Required action:
Only an exact repetition of every entry counts as the answer.

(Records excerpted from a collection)
════════

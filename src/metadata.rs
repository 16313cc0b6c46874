//! Tagged-key metadata that lets a combined scene survive export and import.
//!
//! Combining stamps every node it touches with a [`CombineMetadata`] block.
//! Exporters write the block into the node's extras (see
//! [`CombineMetadata::to_extras`]); on import [`recombine`] reads it back,
//! rebuilds the index maps and re-applies enable and visibility flags.
//!
//! The key names are part of the interchange format and must not change.

use serde::{Deserialize, Serialize};

use crate::{
    data_structures::scene_graph::{NodeId, SceneGraph},
    error::{CombineError, Result},
};

/// Layout version written on the combine root.
pub const METADATA_VERSION: u32 = 1;

/// Typed view on the metadata keys. Every key is optional; which ones are
/// present depends on the role of the node.
#[derive(Clone, Debug, Default, PartialEq, Eq, Serialize, Deserialize)]
#[serde(default)]
pub struct CombineMetadata {
    #[serde(rename = "meshMerge_Version", skip_serializing_if = "Option::is_none")]
    pub version: Option<u32>,
    /// Instance index of a node that replaced a merged piece.
    #[serde(rename = "meshMerge_MeshIndex", skip_serializing_if = "Option::is_none")]
    pub mesh_index: Option<u32>,
    /// Material slot used by that instance.
    #[serde(rename = "meshMerge_MaterialIndex", skip_serializing_if = "Option::is_none")]
    pub material_index: Option<u32>,
    #[serde(rename = "meshMerge_HideInInspector", skip_serializing_if = "Option::is_none")]
    pub hide_in_inspector: Option<bool>,
    /// Set on the nodes standing for combined meshes.
    #[serde(rename = "meshMerge_CombineMesh", skip_serializing_if = "Option::is_none")]
    pub combine_mesh: Option<bool>,
    /// Material slot kept alive by a placeholder node.
    #[serde(rename = "meshMerge_MaterialMesh", skip_serializing_if = "Option::is_none")]
    pub material_mesh: Option<u32>,
    #[serde(rename = "meshMerge_MeshCount", skip_serializing_if = "Option::is_none")]
    pub mesh_count: Option<u32>,
    #[serde(rename = "meshMerge_MaterialCount", skip_serializing_if = "Option::is_none")]
    pub material_count: Option<u32>,
    #[serde(rename = "meshMerge_Enable", skip_serializing_if = "Option::is_none")]
    pub enable: Option<bool>,
    #[serde(rename = "meshMerge_Visible", skip_serializing_if = "Option::is_none")]
    pub visible: Option<bool>,
}

impl CombineMetadata {
    pub fn is_empty(&self) -> bool {
        *self == Self::default()
    }

    /// JSON object of the present keys, ready to be written as node extras.
    pub fn to_extras(&self) -> Result<serde_json::Value> {
        Ok(serde_json::to_value(self)?)
    }

    /// Read the block back. Accepts the extras object itself or a node
    /// metadata object that nests it under `gltf.extras`. Unknown keys are
    /// ignored.
    pub fn from_extras(value: &serde_json::Value) -> Result<Self> {
        let extras = value
            .get("gltf")
            .and_then(|gltf| gltf.get("extras"))
            .unwrap_or(value);
        Ok(Self::deserialize(extras)?)
    }
}

/// Everything recombination recovers from the metadata of a combined scene.
#[derive(Clone, Debug, Default, PartialEq)]
pub struct RecoveredLayout {
    /// Instance node per instance index.
    pub instances: Vec<NodeId>,
    /// Material slot per instance index.
    pub instance_materials: Vec<u32>,
    /// Placeholder node per material slot, if one survived.
    pub material_nodes: Vec<Option<NodeId>>,
    /// Nodes standing for combined meshes, in graph order.
    pub combined_meshes: Vec<NodeId>,
}

fn missing(graph: &SceneGraph, node: NodeId, key: &'static str) -> CombineError {
    let name = graph
        .get(node)
        .map(|n| n.name.clone())
        .unwrap_or_else(|| node.to_string());
    CombineError::MissingMetadata { node: name, key }
}

fn check_range(key: &'static str, index: u32, count: u32) -> Result<()> {
    if index >= count {
        return Err(CombineError::IndexOutOfRange { key, index, count });
    }
    Ok(())
}

/// Rebuild the combine layout below `root` from node metadata.
///
/// All checks run before the graph is touched: on any error the scene is left
/// exactly as imported, i.e. unmerged.
pub fn recombine(graph: &mut SceneGraph, root: NodeId) -> Result<RecoveredLayout> {
    let result = read_layout(graph, root);
    match &result {
        Ok(layout) => {
            apply_flags(graph, root);
            log::info!(
                "recombined {} instances, {} material slots, {} combined meshes",
                layout.instances.len(),
                layout.material_nodes.len(),
                layout.combined_meshes.len()
            );
        }
        Err(e) => log::warn!("scene below {} is not a combined scene: {}", root, e),
    }
    result
}

fn read_layout(graph: &SceneGraph, root: NodeId) -> Result<RecoveredLayout> {
    let root_meta = &graph
        .get(root)
        .ok_or(CombineError::UnknownNode(root.index()))?
        .metadata;
    match root_meta.version {
        Some(METADATA_VERSION) => {}
        Some(other) => return Err(CombineError::UnsupportedVersion(other)),
        None => log::debug!("no metadata version on {}, assuming {}", root, METADATA_VERSION),
    }
    let mesh_count = root_meta
        .mesh_count
        .ok_or_else(|| missing(graph, root, "meshMerge_MeshCount"))?;
    let material_count = root_meta
        .material_count
        .ok_or_else(|| missing(graph, root, "meshMerge_MaterialCount"))?;

    // every instance and placeholder is a distinct node below the root
    let nodes = graph.descendants(root);
    for (key, count) in [
        ("meshMerge_MeshCount", mesh_count),
        ("meshMerge_MaterialCount", material_count),
    ] {
        if count as usize > nodes.len() {
            return Err(CombineError::CountExceedsNodes {
                key,
                count,
                nodes: nodes.len(),
            });
        }
    }

    let mut instances: Vec<Option<(NodeId, u32)>> = vec![None; mesh_count as usize];
    let mut material_nodes = vec![None; material_count as usize];
    let mut combined_meshes = Vec::new();

    for id in nodes {
        let Some(meta) = graph.get(id).map(|n| &n.metadata) else {
            continue;
        };
        if let Some(index) = meta.mesh_index {
            check_range("meshMerge_MeshIndex", index, mesh_count)?;
            let material = meta
                .material_index
                .ok_or_else(|| missing(graph, id, "meshMerge_MaterialIndex"))?;
            check_range("meshMerge_MaterialIndex", material, material_count)?;
            let slot = &mut instances[index as usize];
            if slot.is_some() {
                return Err(CombineError::DuplicateIndex {
                    key: "meshMerge_MeshIndex",
                    index,
                });
            }
            *slot = Some((id, material));
        }
        if let Some(material) = meta.material_mesh {
            check_range("meshMerge_MaterialMesh", material, material_count)?;
            let slot = &mut material_nodes[material as usize];
            if slot.is_some() {
                return Err(CombineError::DuplicateIndex {
                    key: "meshMerge_MaterialMesh",
                    index: material,
                });
            }
            *slot = Some(id);
        }
        if meta.combine_mesh == Some(true) {
            combined_meshes.push(id);
        }
    }

    let mut layout = RecoveredLayout {
        instances: Vec::with_capacity(instances.len()),
        instance_materials: Vec::with_capacity(instances.len()),
        material_nodes,
        combined_meshes,
    };
    for (index, entry) in instances.into_iter().enumerate() {
        let (node, material) = entry.ok_or(CombineError::InstanceIndexGap(index as u32))?;
        layout.instances.push(node);
        layout.instance_materials.push(material);
    }
    Ok(layout)
}

fn apply_flags(graph: &mut SceneGraph, root: NodeId) {
    for id in graph.descendants(root) {
        let Some(node) = graph.get_mut(id) else {
            continue;
        };
        if let Some(enable) = node.metadata.enable {
            node.enabled = enable;
        }
        if let Some(visible) = node.metadata.visible {
            node.visible = Some(visible);
        }
    }
}

/// Record the current enable and visibility state of `root` and everything
/// below it in the metadata.
pub fn stamp_flags(graph: &mut SceneGraph, root: NodeId) {
    for id in graph.descendants(root) {
        if let Some(node) = graph.get_mut(id) {
            node.metadata.enable = Some(node.enabled);
            node.metadata.visible = node.visible;
        }
    }
}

════════

Solution to this task:
filename src/metadata.rs
repository 16313cc0b6c46874
//! Tagged-key metadata that lets a combined scene survive export and import.
//!
//! Combining stamps every node it touches with a [`CombineMetadata`] block.
//! Exporters write the block into the node's extras (see
//! [`CombineMetadata::to_extras`]); on import [`recombine`] reads it back,
//! rebuilds the index maps and re-applies enable and visibility flags.
//!
//! The key names are part of the interchange format and must not change.

use serde::{Deserialize, Serialize};

use crate::{
    data_structures::scene_graph::{NodeId, SceneGraph},
    error::{CombineError, Result},
};

/// Layout version written on the combine root.
pub const METADATA_VERSION: u32 = 1;

/// Typed view on the metadata keys. Every key is optional; which ones are
/// present depends on the role of the node.
#[derive(Clone, Debug, Default, PartialEq, Eq, Serialize, Deserialize)]
#[serde(default)]
pub struct CombineMetadata {
    #[serde(rename = "meshMerge_Version", skip_serializing_if = "Option::is_none")]
    pub version: Option<u32>,
    /// Instance index of a node that replaced a merged piece.
    #[serde(rename = "meshMerge_MeshIndex", skip_serializing_if = "Option::is_none")]
    pub mesh_index: Option<u32>,
    /// Material slot used by that instance.
    #[serde(rename = "meshMerge_MaterialIndex", skip_serializing_if = "Option::is_none")]
    pub material_index: Option<u32>,
    #[serde(rename = "meshMerge_HideInInspector", skip_serializing_if = "Option::is_none")]
    pub hide_in_inspector: Option<bool>,
    /// Set on the nodes standing for combined meshes.
    #[serde(rename = "meshMerge_CombineMesh", skip_serializing_if = "Option::is_none")]
    pub combine_mesh: Option<bool>,
    /// Material slot kept alive by a placeholder node.
    #[serde(rename = "meshMerge_MaterialMesh", skip_serializing_if = "Option::is_none")]
    pub material_mesh: Option<u32>,
    #[serde(rename = "meshMerge_MeshCount", skip_serializing_if = "Option::is_none")]
    pub mesh_count: Option<u32>,
    #[serde(rename = "meshMerge_MaterialCount", skip_serializing_if = "Option::is_none")]
    pub material_count: Option<u32>,
    #[serde(rename = "meshMerge_Enable", skip_serializing_if = "Option::is_none")]
    pub enable: Option<bool>,
    #[serde(rename = "meshMerge_Visible", skip_serializing_if = "Option::is_none")]
    pub visible: Option<bool>,
}

impl CombineMetadata {
    pub fn is_empty(&self) -> bool {
        *self == Self::default()
    }

    /// JSON object of the present keys, ready to be written as node extras.
    pub fn to_extras(&self) -> Result<serde_json::Value> {
        Ok(serde_json::to_value(self)?)
    }

    /// Read the block back. Accepts the extras object itself or a node
    /// metadata object that nests it under `gltf.extras`. Unknown keys are
    /// ignored.
    pub fn from_extras(value: &serde_json::Value) -> Result<Self> {
        let extras = value
            .get("gltf")
            .and_then(|gltf| gltf.get("extras"))
            .unwrap_or(value);
        Ok(Self::deserialize(extras)?)
    }
}

/// Everything recombination recovers from the metadata of a combined scene.
#[derive(Clone, Debug, Default, PartialEq)]
pub struct RecoveredLayout {
    /// Instance node per instance index.
    pub instances: Vec<NodeId>,
    /// Material slot per instance index.
    pub instance_materials: Vec<u32>,
    /// Placeholder node per material slot, if one survived.
    pub material_nodes: Vec<Option<NodeId>>,
    /// Nodes standing for combined meshes, in graph order.
    pub combined_meshes: Vec<NodeId>,
}

fn missing(graph: &SceneGraph, node: NodeId, key: &'static str) -> CombineError {
    let name = graph
        .get(node)
        .map(|n| n.name.clone())
        .unwrap_or_else(|| node.to_string());
    CombineError::MissingMetadata { node: name, key }
}

fn check_range(key: &'static str, index: u32, count: u32) -> Result<()> {
    if index >= count {
        return Err(CombineError::IndexOutOfRange { key, index, count });
    }
    Ok(())
}

/// Rebuild the combine layout below `root` from node metadata.
///
/// All checks run before the graph is touched: on any error the scene is left
/// exactly as imported, i.e. unmerged.
pub fn recombine(graph: &mut SceneGraph, root: NodeId) -> Result<RecoveredLayout> {
    let result = read_layout(graph, root);
    match &result {
        Ok(layout) => {
            apply_flags(graph, root);
            log::info!(
                "recombined {} instances, {} material slots, {} combined meshes",
                layout.instances.len(),
                layout.material_nodes.len(),
                layout.combined_meshes.len()
            );
        }
        Err(e) => log::warn!("scene below {} is not a combined scene: {}", root, e),
    }
    result
}

fn read_layout(graph: &SceneGraph, root: NodeId) -> Result<RecoveredLayout> {
    let root_meta = &graph
        .get(root)
        .ok_or(CombineError::UnknownNode(root.index()))?
        .metadata;
    match root_meta.version {
        Some(METADATA_VERSION) => {}
        Some(other) => return Err(CombineError::UnsupportedVersion(other)),
        None => log::debug!("no metadata version on {}, assuming {}", root, METADATA_VERSION),
    }
    let mesh_count = root_meta
        .mesh_count
        .ok_or_else(|| missing(graph, root, "meshMerge_MeshCount"))?;
    let material_count = root_meta
        .material_count
        .ok_or_else(|| missing(graph, root, "meshMerge_MaterialCount"))?;

    // every instance and placeholder is a distinct node below the root
    let nodes = graph.descendants(root);
    for (key, count) in [
        ("meshMerge_MeshCount", mesh_count),
        ("meshMerge_MaterialCount", material_count),
    ] {
        if count as usize > nodes.len() {
            return Err(CombineError::CountExceedsNodes {
                key,
                count,
                nodes: nodes.len(),
            });
        }
    }

    let mut instances: Vec<Option<(NodeId, u32)>> = vec![None; mesh_count as usize];
    let mut material_nodes = vec![None; material_count as usize];
    let mut combined_meshes = Vec::new();

    for id in nodes {
        let Some(meta) = graph.get(id).map(|n| &n.metadata) else {
            continue;
        };
        if let Some(index) = meta.mesh_index {
            check_range("meshMerge_MeshIndex", index, mesh_count)?;
            let material = meta
                .material_index
                .ok_or_else(|| missing(graph, id, "meshMerge_MaterialIndex"))?;
            check_range("meshMerge_MaterialIndex", material, material_count)?;
            let slot = &mut instances[index as usize];
            if slot.is_some() {
                return Err(CombineError::DuplicateIndex {
                    key: "meshMerge_MeshIndex",
                    index,
                });
            }
            *slot = Some((id, material));
        }
        if let Some(material) = meta.material_mesh {
            check_range("meshMerge_MaterialMesh", material, material_count)?;
            let slot = &mut material_nodes[material as usize];
            if slot.is_some() {
                return Err(CombineError::DuplicateIndex {
                    key: "meshMerge_MaterialMesh",
                    index: material,
                });
            }
            *slot = Some(id);
        }
        if meta.combine_mesh == Some(true) {
            combined_meshes.push(id);
        }
    }

    let mut layout = RecoveredLayout {
        instances: Vec::with_capacity(instances.len()),
        instance_materials: Vec::with_capacity(instances.len()),
        material_nodes,
        combined_meshes,
    };
    for (index, entry) in instances.into_iter().enumerate() {
        let (node, material) = entry.ok_or(CombineError::InstanceIndexGap(index as u32))?;
        layout.instances.push(node);
        layout.instance_materials.push(material);
    }
    Ok(layout)
}

fn apply_flags(graph: &mut SceneGraph, root: NodeId) {
    for id in graph.descendants(root) {
        let Some(node) = graph.get_mut(id) else {
            continue;
        };
        if let Some(enable) = node.metadata.enable {
            node.enabled = enable;
        }
        if let Some(visible) = node.metadata.visible {
            node.visible = Some(visible);
        }
    }
}

/// Record the current enable and visibility state of `root` and everything
/// below it in the metadata.
pub fn stamp_flags(graph: &mut SceneGraph, root: NodeId) {
    for id in graph.descendants(root) {
        if let Some(node) = graph.get_mut(id) {
            node.metadata.enable = Some(node.enabled);
            node.metadata.visible = node.visible;
        }
    }
}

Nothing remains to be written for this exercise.